"He's yours," said Mr. Amos.

Mr. Lenox immediately paid the money, and then he went to a small grocer's near by and bought a bag of biscuits, and with them he and Gregory fed the famished Diogenes all the way back to Chiswick, and by the time they reached home he seemed so affectionate with them as never to have had another master.

Diogenes had come, of course, to stay; but the horse was merely to be hired. To hire a carriage-horse or a riding-horse is easy enough, but a cart-horse as strong as a steam-engine is more difficult to find.

Mr. Lenox decided to advertise, and he therefore sent the following advertisement to the Daily Telegram:

"Wanted—To hire for a month at least, an exceedingly powerful, gentle white horse to draw a caravan. Reply by letter. L., 'The Gables.' Chiswick."
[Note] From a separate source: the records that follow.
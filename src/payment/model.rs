//! Payment records and normalized gateway outcomes

use chrono::{DateTime, Utc};
use serde::{Deserialize, Serialize};
use uuid::Uuid;

use crate::error::ServiceError;

#[derive(Debug, Serialize, Deserialize, sqlx::Type, Clone, Copy, PartialEq, Eq)]
#[sqlx(type_name = "payment_provider", rename_all = "snake_case")]
#[serde(rename_all = "snake_case")]
pub enum PaymentProvider {
    Midtrans,
    Mock,
}

#[derive(Debug, Serialize, Deserialize, sqlx::Type, Clone, Copy, PartialEq, Eq)]
#[sqlx(type_name = "payment_status", rename_all = "snake_case")]
#[serde(rename_all = "snake_case")]
pub enum PaymentStatus {
    Pending,
    Paid,
    Failed,
    Refunded,
}

impl PaymentStatus {
    pub fn as_str(self) -> &'static str {
        match self {
            PaymentStatus::Pending => "pending",
            PaymentStatus::Paid => "paid",
            PaymentStatus::Failed => "failed",
            PaymentStatus::Refunded => "refunded",
        }
    }

    /// Map a gateway transaction status onto ours.
    pub fn from_provider(status: &str) -> Option<Self> {
        match status.to_ascii_lowercase().as_str() {
            "capture" | "settlement" => Some(PaymentStatus::Paid),
            "pending" | "authorize" => Some(PaymentStatus::Pending),
            "deny" | "expire" | "cancel" | "failure" => Some(PaymentStatus::Failed),
            "refund" | "partial_refund" | "chargeback" | "partial_chargeback" => {
                Some(PaymentStatus::Refunded)
            }
            _ => None,
        }
    }
}

/// Payment model
#[derive(Debug, Serialize, Deserialize, sqlx::FromRow, Clone)]
pub struct Payment {
    pub id: Uuid,
    pub booking_id: Uuid,
    pub provider: PaymentProvider,
    pub provider_txn_id: Option<String>,
    pub amount: i64,
    pub status: PaymentStatus,
    pub method: Option<String>,
    pub paid_at: Option<DateTime<Utc>>,
    pub failed_at: Option<DateTime<Utc>>,
    pub failure_reason: Option<String>,
    pub created_at: DateTime<Utc>,
}

impl Payment {
    pub fn new(booking_id: Uuid, provider: PaymentProvider, amount: i64) -> Self {
        Self {
            id: Uuid::new_v4(),
            booking_id,
            provider,
            provider_txn_id: None,
            amount,
            status: PaymentStatus::Pending,
            method: None,
            paid_at: None,
            failed_at: None,
            failure_reason: None,
            created_at: Utc::now(),
        }
    }
}

/// Terminal update applied to a payment row
#[derive(Debug, Clone)]
pub enum Settlement {
    Paid { method: Option<String> },
    Failed { reason: String },
    Refunded,
}

impl Settlement {
    pub fn status(&self) -> PaymentStatus {
        match self {
            Settlement::Paid { .. } => PaymentStatus::Paid,
            Settlement::Failed { .. } => PaymentStatus::Failed,
            Settlement::Refunded => PaymentStatus::Refunded,
        }
    }

    /// Stamp this settlement onto an in-memory payment.
    pub fn apply(&self, payment: &mut Payment, at: DateTime<Utc>) {
        payment.status = self.status();
        match self {
            Settlement::Paid { method } => {
                payment.method = method.clone().or(payment.method.take());
                payment.paid_at = Some(at);
            }
            Settlement::Failed { reason } => {
                payment.failure_reason = Some(reason.clone());
                payment.failed_at = Some(at);
            }
            Settlement::Refunded => {}
        }
    }
}

/// Gateway-independent view of a webhook notification
#[derive(Debug, Clone)]
pub struct PaymentOutcome {
    pub provider_txn_id: String,
    pub status: PaymentStatus,
    pub method: Option<String>,
    pub failure_reason: Option<String>,
}

/// Midtrans-style HTTP notification body
#[derive(Debug, Clone, Deserialize, Serialize)]
pub struct GatewayNotification {
    pub order_id: String,
    pub transaction_id: String,
    pub transaction_status: String,
    pub status_code: String,
    pub gross_amount: String,
    pub signature_key: Option<String>,
    pub payment_type: Option<String>,
    pub status_message: Option<String>,
    pub fraud_status: Option<String>,
}

impl GatewayNotification {
    pub fn into_outcome(self) -> Result<PaymentOutcome, ServiceError> {
        let mut status = PaymentStatus::from_provider(&self.transaction_status).ok_or_else(|| {
            ServiceError::Validation(format!(
                "unknown transaction status '{}'",
                self.transaction_status
            ))
        })?;

        // A captured card charge is only final once fraud screening accepts it.
        if self.transaction_status.eq_ignore_ascii_case("capture") {
            match self.fraud_status.as_deref() {
                Some("challenge") => status = PaymentStatus::Pending,
                Some("deny") => status = PaymentStatus::Failed,
                _ => {}
            }
        }

        let failure_reason = (status == PaymentStatus::Failed).then(|| {
            self.status_message
                .clone()
                .unwrap_or_else(|| format!("transaction {}", self.transaction_status))
        });

        Ok(PaymentOutcome {
            provider_txn_id: self.transaction_id,
            status,
            method: self.payment_type,
            failure_reason,
        })
    }
}

/// What the adapter did with an outcome
#[derive(Debug, Clone, Copy, PartialEq, Eq, Serialize)]
#[serde(rename_all = "snake_case")]
pub enum OutcomeDisposition {
    Applied,
    Unchanged,
    AlreadyProcessed,
}

#[derive(Debug, Default, Deserialize)]
pub struct CreatePaymentRequest {
    pub payment_type: Option<String>,
}

/// Payment plus where to send the renter to pay
#[derive(Debug, Serialize, Deserialize)]
pub struct PaymentCheckout {
    pub payment: Payment,
    pub redirect_url: Option<String>,
}

#[derive(Debug, Default, Deserialize)]
pub struct PaymentListQuery {
    pub status: Option<PaymentStatus>,
    pub page: Option<i64>,
    pub limit: Option<i64>,
}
"There," said Mr. Lenox, as he read it out, "that's as clear as crystal. No one can misunderstand that."

But, as a matter of fact, people will misunderstand anything; for on the day the advertisement appeared quite a number of men called at "The Gables," all leading horses of every size and colour. Kink was kept busy in getting rid of them, but one man succeeded in finding Robert unattended, and did all he could to persuade him that a pair of small skew-bald ponies such as he had brought with him would be far more useful in a caravan than one large cart-horse.

"Run in and tell your father that, old sport," said he. "Tell him I've got a pair of skews here as will do him credit, and he shall have the two for twenty pounds."

"No, no," said Robert; "they're no use at all. We advertised for one large, strong white horse."

Mr. Crawley was coming away from the house at this moment, and the man tackled him.